You could only admire the courage of Georg Boomgaarden for standing on a London street in his Deutschland shirt yesterday, the German ambassador to Britain chirpily pinning his colours to the mast for his interview with the channel.

It began amicably enough, but then Georg was asked what he thought about the rivalry between the two nations. “Is it based on the war, penalties, what?” wondered the newsreader. If Georg had wept at that moment we’d have had the Kleenex at the ready. “Warlike vocabulary is not really the best for it because it is a football competition,” he said. A prediction, ambassador? “If it was a horse race I would say 1-0 – for Germany,” he replied, all set to see Joachim Loew’s stars.

Next we were treated to a chat with comedian John Bishop. “The Germans have no sense of humour . . . they rob our sunbeds on holidays . . . we proved a point with the war, now we need to get back to the football.

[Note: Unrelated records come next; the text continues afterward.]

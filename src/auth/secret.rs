//! Secure token secret wrapper that redacts sensitive material.

// self
use crate::_prelude::*;

/// Redacted token secret wrapper keeping sensitive material out of logs.
///
/// An empty secret means "absent"; stores hand out empty secrets instead of `None` so callers
/// can treat "never signed in" and "cleared" the same way.
#[derive(Clone, Default, PartialEq, Eq, Serialize, Deserialize)]
#[serde(transparent)]
pub struct TokenSecret(String);
impl TokenSecret {
	/// Wraps a new secret string.
	pub fn new(value: impl Into<String>) -> Self {
		Self(value.into())
	}

	/// Returns the inner token value. Callers must avoid logging this string.
	pub fn expose(&self) -> &str {
		&self.0
	}

	/// Returns `true` when no credential is held.
	pub fn is_empty(&self) -> bool {
		self.0.is_empty()
	}

	/// Formats the value as an `Authorization` header payload, if present.
	pub fn bearer(&self) -> Option<String> {
		if self.is_empty() { None } else { Some(format!("Bearer {}", self.0)) }
	}
}
impl AsRef<str> for TokenSecret {
	fn as_ref(&self) -> &str {
		self.expose()
	}
}
impl From<&str> for TokenSecret {
	fn from(value: &str) -> Self {
		Self::new(value)
	}
}
impl From<String> for TokenSecret {
	fn from(value: String) -> Self {
		Self(value)
	}
}
impl Debug for TokenSecret {
	fn fmt(&self, f: &mut Formatter) -> FmtResult {
		if self.is_empty() {
			f.debug_tuple("TokenSecret").field(&"<empty>").finish()
		} else {
			f.debug_tuple("TokenSecret").field(&"<redacted>").finish()
		}
	}
}
impl Display for TokenSecret {
	fn fmt(&self, f: &mut Formatter) -> FmtResult {
		f.write_str("<redacted>")
	}
}
//! Credential models: redacted secrets, the access/refresh pair, and the one-shot retry marker.

pub mod credential;
pub mod marker;
pub mod secret;

pub use credential::*;
pub use marker::*;
pub use secret::*;
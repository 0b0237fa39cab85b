//! Optional observability helpers for client operations.
//!
//! # Feature Flags
//!
//! - Enable `tracing` to emit structured spans named `bearer_session.op` with the `op`,
//!   `stage` (call site), and `status` (final HTTP status, when known) fields.
//! - Enable `metrics` to increment the `bearer_session_op_total` counter for every attempt
//!   and outcome, and to record finished operations in the `bearer_session_op_seconds`
//!   histogram. Both are labeled by `op` + `outcome`.

mod metrics;
mod tracing;

pub use metrics::*;
pub use tracing::*;

// self
use crate::_prelude::*;

/// Operations observed by the client.
#[derive(Clone, Copy, Debug, PartialEq, Eq, Hash)]
pub enum OpKind {
	/// Sign-in exchange.
	SignIn,
	/// Guarded API call (original submission).
	Dispatch,
	/// Remote refresh exchange performed by an episode leader.
	Refresh,
	/// Resubmission after a successful refresh.
	Replay,
}
impl OpKind {
	/// Returns a stable label suitable for span or metric fields.
	pub const fn as_str(self) -> &'static str {
		match self {
			OpKind::SignIn => "sign_in",
			OpKind::Dispatch => "dispatch",
			OpKind::Refresh => "refresh",
			OpKind::Replay => "replay",
		}
	}
}
impl Display for OpKind {
	fn fmt(&self, f: &mut Formatter) -> FmtResult {
		f.write_str(self.as_str())
	}
}

/// Outcome labels recorded for each attempt.
#[derive(Clone, Copy, Debug, PartialEq, Eq, Hash)]
pub enum OpOutcome {
	/// Entry to an operation.
	Attempt,
	/// Successful completion.
	Success,
	/// Failure propagated back to the caller.
	Failure,
}
impl OpOutcome {
	/// Returns a stable label suitable for span or metric fields.
	pub const fn as_str(self) -> &'static str {
		match self {
			OpOutcome::Attempt => "attempt",
			OpOutcome::Success => "success",
			OpOutcome::Failure => "failure",
		}
	}
}
impl Display for OpOutcome {
	fn fmt(&self, f: &mut Formatter) -> FmtResult {
		f.write_str(self.as_str())
	}
}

Slovenia didn’t even exist a couple years ago, it’s like playing against Narnia . . . Algeria?! No one knows anyone from Algeria. They’ve never played football before, that’s why they weren’t complaining about the ball . . . this is the first proper team we’ve played. The Americans don’t count, they call it soccer.” Next week, apparently, John will be the support act to a crutch in the Liverpool Empire.

Like John’s act, the BBC was a laugh-free zone come full-time. Gary, who’d earlier hinted that Jurgen Klinsmann was “smug”, a bit like Louis Walsh accusing someone of being publicity-hungry, decided the problem was a non-English one.

“We’ve tried a couple of foreign coaches, is it time to try an Englishman,” he asked ‘Arry Redknapp. ‘Arry defended Fabio Capello, manfully, while coming mightily close to shoving his CV down the camera lens.

“We’ll always remember the Uruguayan linesman,” said Gary, as he bid us farewell, “but England really have no defence – literally.” And this from the fella who had us convinced they were world beaters.

“They got what they deserved,” said Giles. “And so did Sepp Blatter,” Liam smiled to himself.